AirGap brings a multipart control at the software layer and the human layer to separate the request to delete data from the mechanics of deleting it. Should someone attempt to delete backup data, the request is routed to an authorized administrator for confirmation, he said. There is also a time delay before the data is accidentally deleted to prevent the deletion.

"Even if you have a very sophisticated attack at the root level, we make sure you can get your data back," he said.

AirGap is enabled on Axcient's data protection software by default, he said.

Axcient also protects data with its Replibit AutoVerify technology, which provides MSPs with automated daily proof that their customers' data can be restored if needed, Nowacky said.

The company is working with MSPs to find new areas where they can further protect data, he said.

"We continue to evolve the platform to keep your business up and running," he said. "It's a cheesy thing, but we like to say, 'We lose sleep at night so you don't have to.'"

Bennett told CRN that AirGap was developed in response to requests from its MSPs, and that it is in the process of being verified by a couple of third-party security companies tasked with seeing if it is possible to break the protection it offers.

"This, stacked up with our AutoVerify technology, lets MSPs verify that the data backed up is good, recoverable data," he said. "And in the event that something bad happens, they know it can be recovered.
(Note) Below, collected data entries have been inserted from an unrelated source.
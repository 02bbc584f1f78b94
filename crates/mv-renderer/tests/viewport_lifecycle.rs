//! Mount, config change and unmount sequences on the headless backend.

use approx::assert_relative_eq;
use glam::Vec3;
use mv_core::{Color, LoadError, ModelSource, ViewportConfig, load_model};
use mv_renderer::viewport::LoadReply;
use mv_renderer::{
    HeadlessBackend, LoadCompletion, LoadRequest, ModelLoader, RenderBackend, RendererConfig,
    ViewportController, ViewportEvent, ViewportStatus,
};

/// Loader that holds requests until the test completes them.
#[derive(Default)]
struct ManualLoader {
    pending: Vec<(LoadRequest, LoadReply)>,
}

impl ModelLoader for ManualLoader {
    fn request(&mut self, request: LoadRequest, reply: LoadReply) {
        self.pending.push((request, reply));
    }
}

impl ManualLoader {
    /// Parses the request issued for `generation` and delivers the result.
    fn complete(&mut self, generation: u64) {
        let index = self
            .pending
            .iter()
            .position(|(r, _)| r.generation == generation)
            .expect("no request for generation");
        let (request, reply) = self.pending.remove(index);
        let result = load_model(&request.source);
        reply
            .send(LoadCompletion { generation, result })
            .expect("viewport dropped");
    }

    fn fail(&mut self, generation: u64, reason: &str) {
        let index = self
            .pending
            .iter()
            .position(|(r, _)| r.generation == generation)
            .expect("no request for generation");
        let (_, reply) = self.pending.remove(index);
        reply
            .send(LoadCompletion {
                generation,
                result: Err(LoadError::Parse(reason.to_string())),
            })
            .expect("viewport dropped");
    }
}

type Viewport = ViewportController<HeadlessBackend, ManualLoader>;

fn viewport() -> Viewport {
    ViewportController::new(ManualLoader::default(), RendererConfig::default())
}

/// OBJ cube of edge `size` centered at `center`.
fn cube_obj(center: Vec3, size: f32) -> Vec<u8> {
    let h = size * 0.5;
    let mut obj = String::new();
    for i in 0..8 {
        let x = center.x + if i & 1 == 0 { -h } else { h };
        let y = center.y + if i & 2 == 0 { -h } else { h };
        let z = center.z + if i & 4 == 0 { -h } else { h };
        obj.push_str(&format!("v {} {} {}\n", x, y, z));
    }
    for face in [
        "1 3 4 2", "5 6 8 7", "1 2 6 5", "3 7 8 4", "1 5 7 3", "2 4 8 6",
    ] {
        obj.push_str(&format!("f {}\n", face));
    }
    obj.into_bytes()
}

fn cube_config(center: Vec3, size: f32) -> ViewportConfig {
    ViewportConfig::default().with_model(ModelSource::bytes("cube.obj", cube_obj(center, size)))
}

fn backend(viewport: &Viewport) -> &HeadlessBackend {
    viewport.backend().expect("viewport is mounted")
}

#[test]
fn test_empty_config_clears_without_loading() {
    let mut viewport = viewport();
    let config = ViewportConfig::default().with_background(Color::BLACK);
    viewport.on_mount(HeadlessBackend::default(), config);

    assert_eq!(viewport.status(), ViewportStatus::Empty);
    assert!(viewport.loader_mut().pending.is_empty());
    assert_eq!(backend(&viewport).clears(), &[Color::BLACK]);
    assert_eq!(
        viewport.drain_events(),
        vec![ViewportEvent::EmptyModel { generation: 1 }]
    );

    for _ in 0..3 {
        assert!(!viewport.frame());
    }
    assert_eq!(backend(&viewport).frames(), 0);
    assert!(viewport.scene().is_none());
}

#[test]
fn test_offset_cube_is_recentered_and_framed() {
    let mut viewport = viewport();
    viewport.on_mount(HeadlessBackend::default(), cube_config(Vec3::splat(5.0), 2.0));
    assert_eq!(viewport.status(), ViewportStatus::Loading);
    assert!(viewport.is_loading());

    viewport.loader_mut().complete(1);
    assert_eq!(viewport.poll(), 1);
    assert_eq!(viewport.status(), ViewportStatus::Ready);
    assert!(viewport.is_running());

    let scene = viewport.scene().unwrap();
    let bounds = scene.model().unwrap().bounds();
    assert!(bounds.center().length() < 1e-5);
    assert_eq!(scene.camera().target, Vec3::ZERO);
    assert_relative_eq!(scene.camera().distance(), 3.6213, epsilon = 1e-3);

    match viewport.drain_events().as_slice() {
        [ViewportEvent::ModelInstalled { generation, distance, degenerate, .. }] => {
            assert_eq!(*generation, 1);
            assert_relative_eq!(*distance, 3.6213, epsilon = 1e-3);
            assert!(!degenerate);
        }
        other => panic!("unexpected events: {:?}", other),
    }

    assert!(viewport.frame());
    assert_eq!(backend(&viewport).frames(), 1);
    assert_eq!(backend(&viewport).last_draw_count(), 1);
}

#[test]
fn test_stale_load_is_discarded() {
    let mut viewport = viewport();
    viewport.on_mount(HeadlessBackend::default(), cube_config(Vec3::ZERO, 1.0));
    viewport.on_config_change(cube_config(Vec3::splat(10.0), 4.0));
    assert_eq!(viewport.generation(), 2);

    // The newer load finishes first, the older one afterwards
    viewport.loader_mut().complete(2);
    viewport.poll();
    viewport.loader_mut().complete(1);
    viewport.poll();

    let scene = viewport.scene().unwrap();
    assert_eq!(scene.model().unwrap().generation(), 2);
    assert_relative_eq!(scene.model().unwrap().bounds().size().x, 4.0, epsilon = 1e-5);
    assert_eq!(backend(&viewport).live_meshes(), 1);

    let events = viewport.drain_events();
    assert!(events.contains(&ViewportEvent::StaleLoadDiscarded {
        generation: 1,
        current: 2
    }));
    assert_eq!(viewport.status(), ViewportStatus::Ready);
}

#[test]
fn test_stale_load_before_current_does_not_install() {
    let mut viewport = viewport();
    viewport.on_mount(HeadlessBackend::default(), cube_config(Vec3::ZERO, 1.0));
    viewport.on_config_change(cube_config(Vec3::ZERO, 2.0));

    viewport.loader_mut().complete(1);
    viewport.poll();
    assert!(!viewport.scene().unwrap().has_model());
    assert_eq!(backend(&viewport).meshes_uploaded(), 0);
    assert_eq!(viewport.status(), ViewportStatus::Loading);

    viewport.loader_mut().complete(2);
    viewport.poll();
    assert_eq!(viewport.status(), ViewportStatus::Ready);
}

#[test]
fn test_only_latest_of_three_generations_installs() {
    let mut viewport = viewport();
    viewport.on_mount(HeadlessBackend::default(), cube_config(Vec3::ZERO, 1.0));
    viewport.on_config_change(cube_config(Vec3::ZERO, 2.0));
    viewport.on_config_change(cube_config(Vec3::ZERO, 3.0));
    assert_eq!(viewport.generation(), 3);

    for generation in [3, 1, 2] {
        viewport.loader_mut().complete(generation);
        viewport.poll();
    }

    let model = viewport.scene().unwrap().model().unwrap();
    assert_eq!(model.generation(), 3);
    assert_relative_eq!(model.bounds().size().x, 3.0, epsilon = 1e-5);
    assert_eq!(backend(&viewport).meshes_uploaded(), 1);
    assert_eq!(backend(&viewport).live_resources(), 2);
    assert_eq!(viewport.status(), ViewportStatus::Ready);

    let stale: Vec<_> = viewport
        .drain_events()
        .into_iter()
        .filter(|e| matches!(e, ViewportEvent::StaleLoadDiscarded { .. }))
        .collect();
    assert_eq!(
        stale,
        vec![
            ViewportEvent::StaleLoadDiscarded { generation: 1, current: 3 },
            ViewportEvent::StaleLoadDiscarded { generation: 2, current: 3 },
        ]
    );
}

#[test]
fn test_config_changes_and_unmount_release_everything() {
    let mut viewport = viewport();
    viewport.on_mount(HeadlessBackend::default(), cube_config(Vec3::ZERO, 1.0));
    viewport.loader_mut().complete(1);
    viewport.poll();

    for i in 0..20u64 {
        viewport.on_config_change(cube_config(Vec3::splat(i as f32), 1.0 + i as f32));
        viewport.loader_mut().complete(i + 2);
        viewport.poll();
        viewport.frame();
        // Current model only: one mesh and one material
        assert_eq!(backend(&viewport).live_resources(), 2);
    }

    let released = viewport.on_unmount().expect("backend returned");
    assert!(released.is_released());
    assert_eq!(released.live_resources(), 0);
    assert_eq!(released.meshes_uploaded(), released.meshes_released());
    assert_eq!(viewport.status(), ViewportStatus::Unmounted);
}

#[test]
fn test_unmount_with_pending_load_discards_result() {
    let mut viewport = viewport();
    viewport.on_mount(HeadlessBackend::default(), cube_config(Vec3::ZERO, 1.0));
    let released = viewport.on_unmount().unwrap();

    viewport.loader_mut().complete(1);
    assert_eq!(viewport.poll(), 1);
    assert!(viewport.scene().is_none());
    assert_eq!(released.meshes_uploaded(), 0);
}

#[test]
fn test_cancelled_loop_stops_ticking() {
    let mut viewport = viewport();
    viewport.on_mount(HeadlessBackend::default(), cube_config(Vec3::ZERO, 1.0));
    viewport.loader_mut().complete(1);
    viewport.poll();

    let handle = viewport.loop_handle().expect("loop started");
    for _ in 0..5 {
        assert!(viewport.frame());
    }
    assert_eq!(backend(&viewport).frames(), 5);

    viewport.on_config_change(ViewportConfig::default());
    assert!(!handle.is_active());
    for _ in 0..5 {
        assert!(!viewport.frame());
    }
    assert_eq!(backend(&viewport).frames(), 5);
}

#[test]
fn test_load_failure_keeps_viewport_mounted() {
    let mut viewport = viewport();
    let config = cube_config(Vec3::ZERO, 1.0).with_background(Color::BLACK);
    viewport.on_mount(HeadlessBackend::default(), config);
    viewport.loader_mut().fail(1, "truncated file");
    viewport.poll();

    assert_eq!(viewport.status(), ViewportStatus::Failed);
    assert!(viewport.scene().is_some());
    assert!(!viewport.scene().unwrap().has_model());
    assert!(!viewport.is_running());
    assert_eq!(backend(&viewport).clears().last(), Some(&Color::BLACK));

    let events = viewport.drain_events();
    assert!(matches!(
        events.as_slice(),
        [ViewportEvent::LoadFailed { generation: 1, .. }]
    ));

    // A later config still works
    viewport.on_config_change(cube_config(Vec3::ZERO, 1.0));
    viewport.loader_mut().complete(2);
    viewport.poll();
    assert_eq!(viewport.status(), ViewportStatus::Ready);
}

#[test]
fn test_horizontal_lock_pins_azimuth() {
    let mut viewport = viewport();
    let config = cube_config(Vec3::ZERO, 1.0).with_rotation(false, true);
    viewport.on_mount(HeadlessBackend::default(), config);
    viewport.loader_mut().complete(1);
    viewport.poll();

    let polar_before = viewport.scene().unwrap().controls().polar();
    viewport.orbit(200.0, 0.0);
    viewport.frame();
    assert_relative_eq!(viewport.scene().unwrap().controls().azimuth(), 0.0, epsilon = 1e-5);

    viewport.orbit(0.0, 50.0);
    viewport.frame();
    let polar_after = viewport.scene().unwrap().controls().polar();
    assert!((polar_after - polar_before).abs() > 1e-3);
}

#[test]
fn test_zoom_lock_ignores_wheel() {
    let mut viewport = viewport();
    let config = cube_config(Vec3::ZERO, 1.0).with_zoom_enabled(false);
    viewport.on_mount(HeadlessBackend::default(), config);
    viewport.loader_mut().complete(1);
    viewport.poll();

    let distance = viewport.scene().unwrap().camera().distance();
    viewport.zoom(3.0);
    viewport.frame();
    assert_relative_eq!(viewport.scene().unwrap().camera().distance(), distance, epsilon = 1e-5);
}

#[test]
fn test_invalid_zoom_is_rejected() {
    let mut viewport = viewport();
    let config = cube_config(Vec3::ZERO, 1.0).with_zoom(0.0);
    viewport.on_mount(HeadlessBackend::default(), config);

    assert_eq!(viewport.status(), ViewportStatus::Failed);
    assert!(viewport.loader_mut().pending.is_empty());
    assert!(matches!(
        viewport.drain_events().as_slice(),
        [ViewportEvent::ConfigRejected { generation: 1, .. }]
    ));
    assert_eq!(backend(&viewport).clears().len(), 1);
}

#[test]
fn test_resize_replays_config() {
    let mut viewport = viewport();
    viewport.on_mount(HeadlessBackend::new(400, 300), cube_config(Vec3::ZERO, 1.0));
    viewport.loader_mut().complete(1);
    viewport.poll();

    viewport.on_resize(400, 300);
    assert_eq!(viewport.generation(), 1);

    viewport.on_resize(800, 400);
    assert_eq!(viewport.generation(), 2);
    assert_eq!(backend(&viewport).size(), (800, 400));
    viewport.loader_mut().complete(2);
    viewport.poll();
    assert_relative_eq!(viewport.scene().unwrap().camera().aspect, 2.0, epsilon = 1e-5);
}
It's all about adding multiple layers of protection.”

Axcient late last year introduced its X360 converged backup platform that provides single sign-on and a common user experience for MSPs by bringing together its x360Cloud data protection technology for Microsoft Office 365, its x360Sync secure file sync and share technology, and its x360Recover business continuity and disaster recovery software, Bennett said.

"Customers don't want five or six different pieces of technology all managed and supported differently," he said.
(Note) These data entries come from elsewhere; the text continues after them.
//! Render context that encapsulates GPU resources.
//!
//! The RenderContext owns the device handles and the per-frame uniforms
//! (camera and lights) shared by every draw, so resource managers and the
//! renderer never reach for raw wgpu state on their own.

use std::sync::Arc;

use wgpu::util::DeviceExt;

use crate::camera::CameraUniform;
use crate::constants::viewport::{DEPTH_FORMAT, SAMPLE_COUNT};
use crate::light::LightUniform;

fn uniform_entry(binding: u32) -> wgpu::BindGroupLayoutEntry {
    wgpu::BindGroupLayoutEntry {
        binding,
        visibility: wgpu::ShaderStages::VERTEX_FRAGMENT,
        ty: wgpu::BindingType::Buffer {
            ty: wgpu::BufferBindingType::Uniform,
            has_dynamic_offset: false,
            min_binding_size: None,
        },
        count: None,
    }
}

/// Render context containing GPU resources and state.
pub struct RenderContext {
    device: Arc<wgpu::Device>,
    queue: Arc<wgpu::Queue>,
    color_format: wgpu::TextureFormat,
    depth_format: wgpu::TextureFormat,
    sample_count: u32,
    frame_bind_group_layout: wgpu::BindGroupLayout,
    material_bind_group_layout: wgpu::BindGroupLayout,
    camera_buffer: wgpu::Buffer,
    light_buffer: wgpu::Buffer,
    frame_bind_group: wgpu::BindGroup,
}

impl RenderContext {
    pub fn new(
        device: Arc<wgpu::Device>,
        queue: Arc<wgpu::Queue>,
        color_format: wgpu::TextureFormat,
    ) -> Self {
        // Group 0: camera + lights, group 1: per-draw material
        let frame_bind_group_layout =
            device.create_bind_group_layout(&wgpu::BindGroupLayoutDescriptor {
                label: Some("Frame Bind Group Layout"),
                entries: &[uniform_entry(0), uniform_entry(1)],
            });
        let material_bind_group_layout =
            device.create_bind_group_layout(&wgpu::BindGroupLayoutDescriptor {
                label: Some("Material Bind Group Layout"),
                entries: &[uniform_entry(0)],
            });

        let camera_buffer = device.create_buffer_init(&wgpu::util::BufferInitDescriptor {
            label: Some("Camera Buffer"),
            contents: bytemuck::cast_slice(&[CameraUniform::default()]),
            usage: wgpu::BufferUsages::UNIFORM | wgpu::BufferUsages::COPY_DST,
        });
        let light_buffer = device.create_buffer_init(&wgpu::util::BufferInitDescriptor {
            label: Some("Light Buffer"),
            contents: bytemuck::cast_slice(&[LightUniform::default()]),
            usage: wgpu::BufferUsages::UNIFORM | wgpu::BufferUsages::COPY_DST,
        });

        let frame_bind_group = device.create_bind_group(&wgpu::BindGroupDescriptor {
            label: Some("Frame Bind Group"),
            layout: &frame_bind_group_layout,
            entries: &[
                wgpu::BindGroupEntry {
                    binding: 0,
                    resource: camera_buffer.as_entire_binding(),
                },
                wgpu::BindGroupEntry {
                    binding: 1,
                    resource: light_buffer.as_entire_binding(),
                },
            ],
        });

        Self {
            device,
            queue,
            color_format,
            depth_format: DEPTH_FORMAT,
            sample_count: SAMPLE_COUNT,
            frame_bind_group_layout,
            material_bind_group_layout,
            camera_buffer,
            light_buffer,
            frame_bind_group,
        }
    }

    pub fn device(&self) -> &wgpu::Device {
        &self.device
    }

    pub fn queue(&self) -> &wgpu::Queue {
        &self.queue
    }

    pub fn color_format(&self) -> wgpu::TextureFormat {
        self.color_format
    }

    pub fn depth_format(&self) -> wgpu::TextureFormat {
        self.depth_format
    }

    pub fn sample_count(&self) -> u32 {
        self.sample_count
    }

    pub fn frame_bind_group_layout(&self) -> &wgpu::BindGroupLayout {
        &self.frame_bind_group_layout
    }

    pub fn material_bind_group_layout(&self) -> &wgpu::BindGroupLayout {
        &self.material_bind_group_layout
    }

    pub fn frame_bind_group(&self) -> &wgpu::BindGroup {
        &self.frame_bind_group
    }

    /// Updates the camera uniform buffer.
    pub fn update_camera(&self, uniform: &CameraUniform) {
        self.queue
            .write_buffer(&self.camera_buffer, 0, bytemuck::cast_slice(&[*uniform]));
    }

    /// Updates the light uniform buffer.
    pub fn update_lights(&self, uniform: &LightUniform) {
        self.queue
            .write_buffer(&self.light_buffer, 0, bytemuck::cast_slice(&[*uniform]));
    }

    /// Creates a buffer initialized with data.
    pub fn create_buffer_init(&self, desc: &wgpu::util::BufferInitDescriptor) -> wgpu::Buffer {
        self.device.create_buffer_init(desc)
    }

    pub fn create_bind_group(&self, desc: &wgpu::BindGroupDescriptor) -> wgpu::BindGroup {
        self.device.create_bind_group(desc)
    }

    /// Creates a shader module from WGSL source.
    pub fn create_shader(&self, source: &str, label: &str) -> wgpu::ShaderModule {
        self.device
            .create_shader_module(wgpu::ShaderModuleDescriptor {
                label: Some(label),
                source: wgpu::ShaderSource::Wgsl(source.into()),
            })
    }

    /// Destroys the shared uniform buffers.
    pub fn destroy(&self) {
        self.camera_buffer.destroy();
        self.light_buffer.destroy();
    }
}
For MSPs, having an integrated approach is important given all the ways data can be lost, Bennett said.

For instance, Microsoft makes it clear that it cannot guarantee data from its Office 365 offering can be retrieved. Microsoft said data is retained for 90 days, but if it is deleted, it is gone, he said. And Office 365 instances can be cryptolocked, he said.
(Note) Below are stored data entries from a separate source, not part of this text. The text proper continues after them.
//! Material resource management.
//!
//! A material here is the per-draw uniform block: the node's world matrix,
//! its normal matrix and the diffuse color.

use std::collections::HashMap;
use std::sync::atomic::{AtomicU64, Ordering};

use bytemuck::{Pod, Zeroable};
use glam::Mat4;

use crate::context::RenderContext;

/// Handle to a material owned by a render backend.
#[derive(Debug, Clone, Copy, PartialEq, Eq, Hash, Default)]
pub struct MaterialHandle(u64);

impl MaterialHandle {
    pub fn raw(&self) -> u64 {
        self.0
    }

    pub fn from_raw(value: u64) -> Self {
        Self(value)
    }
}

/// Material uniform buffer data sent to GPU (144 bytes)
#[repr(C)]
#[derive(Debug, Clone, Copy, Pod, Zeroable)]
pub struct MaterialUniform {
    pub model: [[f32; 4]; 4],
    pub normal: [[f32; 4]; 4],
    /// Linear RGBA
    pub color: [f32; 4],
}

/// CPU description of a material.
#[derive(Debug, Clone, Copy, PartialEq)]
pub struct MaterialData {
    /// World transform of the mesh drawn with this material
    pub model: Mat4,
    /// Diffuse color (linear RGBA)
    pub color: [f32; 4],
}

impl MaterialData {
    pub fn new(model: Mat4, color: [f32; 4]) -> Self {
        Self { model, color }
    }

    pub fn uniform(&self) -> MaterialUniform {
        let normal = if self.model.determinant().abs() > f32::EPSILON {
            self.model.inverse().transpose()
        } else {
            Mat4::IDENTITY
        };
        MaterialUniform {
            model: self.model.to_cols_array_2d(),
            normal: normal.to_cols_array_2d(),
            color: self.color,
        }
    }
}

/// GPU material data.
pub struct GpuMaterial {
    pub buffer: wgpu::Buffer,
    pub bind_group: wgpu::BindGroup,
}

/// Manager for GPU material resources.
pub struct MaterialManager {
    materials: HashMap<MaterialHandle, GpuMaterial>,
    next_handle: AtomicU64,
}

impl MaterialManager {
    pub fn new() -> Self {
        Self {
            materials: HashMap::new(),
            next_handle: AtomicU64::new(1),
        }
    }

    /// Uploads a material uniform and creates its bind group.
    pub fn create(&mut self, ctx: &RenderContext, data: &MaterialData) -> MaterialHandle {
        let handle = MaterialHandle(self.next_handle.fetch_add(1, Ordering::Relaxed));

        let buffer = ctx.create_buffer_init(&wgpu::util::BufferInitDescriptor {
            label: Some("Material Buffer"),
            contents: bytemuck::cast_slice(&[data.uniform()]),
            usage: wgpu::BufferUsages::UNIFORM | wgpu::BufferUsages::COPY_DST,
        });

        let bind_group = ctx.create_bind_group(&wgpu::BindGroupDescriptor {
            label: Some("Material Bind Group"),
            layout: ctx.material_bind_group_layout(),
            entries: &[wgpu::BindGroupEntry {
                binding: 0,
                resource: buffer.as_entire_binding(),
            }],
        });

        self.materials.insert(handle, GpuMaterial { buffer, bind_group });
        handle
    }

    pub fn get(&self, handle: MaterialHandle) -> Option<&GpuMaterial> {
        self.materials.get(&handle)
    }

    /// Destroys a material's buffer. Returns false if the handle is unknown.
    pub fn release(&mut self, handle: MaterialHandle) -> bool {
        match self.materials.remove(&handle) {
            Some(material) => {
                material.buffer.destroy();
                true
            }
            None => false,
        }
    }

    pub fn len(&self) -> usize {
        self.materials.len()
    }

    pub fn is_empty(&self) -> bool {
        self.materials.is_empty()
    }

    pub fn clear(&mut self) {
        for (_, material) in self.materials.drain() {
            material.buffer.destroy();
        }
    }
}

impl Default for MaterialManager {
    fn default() -> Self {
        Self::new()
    }
}

#[cfg(test)]
mod tests {
    use glam::Vec3;

    use super::*;

    #[test]
    fn test_normal_matrix_ignores_translation() {
        let data = MaterialData::new(Mat4::from_translation(Vec3::new(-5.0, -5.0, -5.0)), [1.0; 4]);
        let u = data.uniform();
        let normal = Mat4::from_cols_array_2d(&u.normal);
        let n = normal.transform_vector3(Vec3::Y);
        assert!((n - Vec3::Y).length() < 1e-6);
        assert_eq!(std::mem::size_of::<MaterialUniform>(), 144);
    }

    #[test]
    fn test_singular_model_uses_identity_normal() {
        let data = MaterialData::new(Mat4::ZERO, [1.0; 4]);
        assert_eq!(data.uniform().normal, Mat4::IDENTITY.to_cols_array_2d());
    }
}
AirGap is adding a new layer of security, said Luis Alvarez, president and CEO of Alvarez Technology Group, a Salinas, Calif.-based solution provider and MSP and Axcient channel partner.

"Everybody who's in the MSP space right now, if you're not thinking about security first and foremost, then you're not doing your job," Alvarez said. "This gives an additional tool, an additional service that we can talk to clients about to protect their environments even better."

Alvarez said some of his customers have already experienced ransomware.

"We like to believe we're impervious, but that's not the case," he said. "We subscribe to the NIST cybersecurity framework, and one of the biggest components to that is the ability to recover. And so we're religious about our backups, religious about making sure that, if our clients get ransomware, which is rare but it happens, we can turn around and recover pretty quickly, and they never have to pay the ransom."